Frederic Martel, Power, Homosexuality, Hypocrisy.






        

- I’ve just been so fucking absorbed in this book for the last week! It is simply amazing. It's a personal story by a French investigative journalist as he discovers and uncovers the secret gay culture in the Vatican and the Catholic Church generally. 

- Through countless recorded interviews he reports, word for word, what the insiders are saying. This is a political yarn as much as anything. And the enmities amongst the Cardinals, Bishops and priests of the hierarchy are vicious. ‘Now begins an episode of slander, gossip and revenge of a kind unknown since the time of Julius Caesar...’ 

- He paints wonderful portraits of some extraordinary and fascinating characters, like the conservative, reactionary, but still very powerful 'queen', American Cardinal Raymond Burke. 

He’s put an enormous amount of leg work into this in-depth investigation, interviewing the main characters numerous times. ‘...Rodiles explained when I interviewed him four times at his home in Havana’. 

- I wouldn't call this book an easy read, yet like a well-paced crime thriller or police procedural, it's unputdownable. It's 550 pages long and full of names and places and packed with policy, theological and historical detail. 

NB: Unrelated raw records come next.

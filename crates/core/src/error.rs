//! Errors surfaced by the query runtime.

use thiserror::Error;

use cumulo_spi::{ConfigError, FetchError};

/// Failure while querying a built context.
#[derive(Debug, Error)]
pub enum QueryError {
    /// The requested name resolves to no registered schema object type.
    #[error("no schema object type registered under `{name}`")]
    UnknownSchemaObject {
        /// Name as the caller supplied it, before alias resolution.
        name: String,
    },
    /// The registered binding does not produce the requested item type.
    #[error("schema object type `{name}` is not backed by the requested item type")]
    ItemTypeMismatch {
        /// Canonical name of the binding that was queried.
        name: String,
    },
    /// A fetcher failed.
    #[error("fetch failed: {0}")]
    Fetch(#[from] FetchError),
    /// Configuration resolution failed outside any single fetcher.
    #[error("configuration error: {0}")]
    Config(#[from] ConfigError),
}

impl QueryError {
    /// Build a [`QueryError::UnknownSchemaObject`] for `name`.
    pub fn unknown_schema_object(name: impl Into<String>) -> Self {
        Self::UnknownSchemaObject { name: name.into() }
    }

    /// Build a [`QueryError::ItemTypeMismatch`] for `name`.
    pub fn item_type_mismatch(name: impl Into<String>) -> Self {
        Self::ItemTypeMismatch { name: name.into() }
    }
}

- There are four parts, one for each recent pope: Francis, Paul VI, John Paul II, and Benedict XVI. Each pope is subject to a blistering critique, particularly the reactionary John Paul and the manifestly incompetent Benedict (who didn't retire because of illness, by the way, but because he finally realised he just wasn't up to it. He'd lost all control). Francis is far and away the most admirable. 

- Martel offers an acute dissection of the styles and obsessions of the popes since Paul VI, and their henchmen. There is so much insider information, and it's delicious! Material is gleaned from constant dinners at excellent Roman restaurants (very gay, ironically). The high camp style of these robed prelates is relentless, but also charming in its own way. Their offices and apartments, or more accurately palaces, within the Vatican and its surrounds are described in arch detail. The Vatican is Gaytown, with the odd sprinkling of celibate heterosexuals! 

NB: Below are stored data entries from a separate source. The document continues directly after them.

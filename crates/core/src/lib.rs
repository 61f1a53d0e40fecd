//! Query context construction and execution for Cumulo connectors.
//!
//! The runtime follows a build-then-query split. A [`QueryContextBuilder`]
//! accumulates property providers, schema providers, fetcher registrations,
//! and aliases; [`QueryContextBuilder::build`] resolves everything into an
//! immutable [`QueryContext`] that answers queries by canonical type name or
//! alias.
//!
//! ```no_run
//! use cumulo_core::QueryContextBuilder;
//!
//! # fn example() -> Result<(), Box<dyn std::error::Error>> {
//! let context = QueryContextBuilder::new()
//!     .set_property("aws.region", "eu-central-1".to_string())
//!     .build()?;
//! let rows = context.fetch_rows("aws.iam.user")?;
//! # Ok(()) }
//! ```

pub mod builder;
pub mod context;
pub mod error;
pub mod properties;

pub use builder::QueryContextBuilder;
pub use context::QueryContext;
pub use error::QueryError;
pub use properties::FetchContext;

pub use cumulo_spi as spi;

- Martel does not spare Francis when he fails. He contrasts his frequently inspiring rhetoric with his disappointing actions, and examines what insiders call his ‘Jesuit way’ - one step forward then one step back. Francis is frequently ambiguous, contradictory and lame. But he is undoubtably a progressive and a liberal, confronting constant resistance and antagonism from powerful conservatives in the hierarchy. Thankfully he's a sharp contrast to his recent predecessors. And he's not been afraid to hire and fire. He is assiduously working behind the scenes to clean out the stables. Anti-gay, anti-reform homophobics and misogynists are being shafted left, right and centre. He is also supportive of ‘liberation theology' and its new iteration ‘gay theology’ and ‘queer theology’.

- Benedict is not spared at all. Before he became pope Joseph Ratzinger, as head of the Congregation of the Faith, was the grand inquisitor. He blacklisted theological reformers repeatedly, and suspended priests or nuns who dared to distribute condoms in Africa to fight AIDS. He was a dreadful fanatic. Pope Francis had no difficulty in altering or reversing most of his diktats. After eight years as pope, Benedict's resignation was in response to his final realisation that he had comprehensively failed in his papal mission. The Church was ‘full of filth’, he confessed in his memoir. Everywhere, 'it was corrupt'. Clerical pedophilia was emerging as a huge issue and Benedict refused to do anything substantial about it.

- The chapter on contemporary seminarians is enlightening. The majority are gay and use apps such as Grindr to seek sexual liaisons. 

- ‘The Church has always been a place where homosexuals felt safe. That’s the key. For a gay, the Church is safe.’ (Martel quotes David Berger, former theologian and Vatican insider, who in a book accused Benedict XVI of being gay himself, though there remains no real evidence of this). ‘A hatred of homosexuals on the outside; homophilia and the double life on the inside. The circus went on’. Benedict's papacy was ‘the gayest pontificate in history’.  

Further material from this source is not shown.